The Chief Minister has directed the administration to speed up the process of relief and rehabilitation in flood-hit Jammu and Kashmir. Evidently, prodding, to use a mild expression, by the union union minister for roads and highways, Nitin Gadkari, who had pulled the state government up for failing to produce a damage assessment report, has worked. But it may take another week or more for the administration to implement the chief minister’s orders.
The ground situation is grim, with revenue officers like tehsildars and patwaris missing from their respective areas. People have held protest at several places to demand speedy loss assessments by the administration. They are dismayed by the package offered by the state government for fully and partially damaged houses. People are also angry over the government of India’s reluctance to declare the floods a national calamity. Such a declaration could ensure that losses caused by floods are compensated to a reasonable degree. People whose houses have been destroyed could get Rs 5 lakh, and special packages could be announced for businessmen and farmers who have suffered extensive damage.

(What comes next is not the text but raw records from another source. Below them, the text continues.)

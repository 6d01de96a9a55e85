//! Planar metrics for cut elements.
//!
//! Points are `[x, y]` pairs. Polygons are given as vertex loops in
//! counter-clockwise order; clockwise loops yield negative signed areas.

use crate::mesh_error::CutMeshError;

const EPS: f64 = 1e-12;

/// Signed area of a closed polygon by the shoelace formula.
pub fn signed_polygon_area(vertices: &[[f64; 2]]) -> Result<f64, CutMeshError> {
    if vertices.len() < 3 {
        return Err(CutMeshError::InvalidGeometry(format!(
            "a polygon needs at least 3 vertices, got {}",
            vertices.len()
        )));
    }
    let twice: f64 = vertices
        .iter()
        .zip(vertices.iter().cycle().skip(1))
        .map(|(&a, &b)| cross(a, b))
        .sum();
    Ok(0.5 * twice)
}

/// Unsigned area of a closed polygon.
pub fn polygon_area(vertices: &[[f64; 2]]) -> Result<f64, CutMeshError> {
    signed_polygon_area(vertices).map(f64::abs)
}

/// Point at parameter `t` along the segment `a -> b`.
pub fn lerp(a: [f64; 2], b: [f64; 2], t: f64) -> [f64; 2] {
    [a[0] + t * (b[0] - a[0]), a[1] + t * (b[1] - a[1])]
}

/// Signed distance of `point` from the line through `origin` with the given
/// normal. Positive on the side the normal points to.
pub fn signed_distance(
    point: [f64; 2],
    origin: [f64; 2],
    normal: [f64; 2],
) -> Result<f64, CutMeshError> {
    let n = unit(normal)?;
    Ok(dot(sub(point, origin), n))
}

/// Intersection of the segments `p0 -> p1` and `q0 -> q1`.
///
/// Returns the parameters `(s, t)` of the crossing along each segment, both
/// in `[0, 1]`, or `None` for disjoint or parallel segments.
pub fn segment_intersection(
    p0: [f64; 2],
    p1: [f64; 2],
    q0: [f64; 2],
    q1: [f64; 2],
) -> Option<(f64, f64)> {
    let r = sub(p1, p0);
    let d = sub(q1, q0);
    let denom = cross(r, d);
    if denom.abs() < EPS {
        return None;
    }
    let w = sub(q0, p0);
    let s = cross(w, d) / denom;
    let t = cross(w, r) / denom;
    let inside = |v: f64| (-EPS..=1.0 + EPS).contains(&v);
    (inside(s) && inside(t)).then(|| (s.clamp(0.0, 1.0), t.clamp(0.0, 1.0)))
}

/// The direction rotated a quarter turn clockwise, `(dy, -dx)`.
pub fn rotate_clockwise(d: [f64; 2]) -> [f64; 2] {
    [d[1], -d[0]]
}

/// The direction scaled to unit length.
pub fn unit(d: [f64; 2]) -> Result<[f64; 2], CutMeshError> {
    let len = norm(d);
    if len < EPS {
        return Err(CutMeshError::InvalidGeometry(
            "degenerate direction vector".into(),
        ));
    }
    Ok([d[0] / len, d[1] / len])
}

pub fn sub(a: [f64; 2], b: [f64; 2]) -> [f64; 2] {
    [a[0] - b[0], a[1] - b[1]]
}

pub fn dot(a: [f64; 2], b: [f64; 2]) -> f64 {
    a[0] * b[0] + a[1] * b[1]
}

/// z-component of the 3D cross product of two planar vectors.
pub fn cross(a: [f64; 2], b: [f64; 2]) -> f64 {
    a[0] * b[1] - a[1] * b[0]
}

pub fn norm(a: [f64; 2]) -> f64 {
    dot(a, a).sqrt()
}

According to the assessment report of the Jammu and Kashmir government, the state has suffered losses to the tune of Rs 100.000 crore. At a press conference on September 29, the chief secretary said that the recent floods were a calamity of international standards. They have claimed 270 lives and hit 12.50 lakh families. Out of 5,642 inundated villages , 800 remained submerged for more than two weeks. The floods destroyed 83,044 concrete houses completely while 96,089 houses were damaged partially. The number of semi-concrete houses damaged completely is estimated to be 21,162, and that of those damaged partially 54,264. Other structures, including granaries, damaged in the floods number around 353,864.
The assessment has been too long in coming. The government should ensure that the follow-up makes up for the lapse, in speed, efficiency and fairness.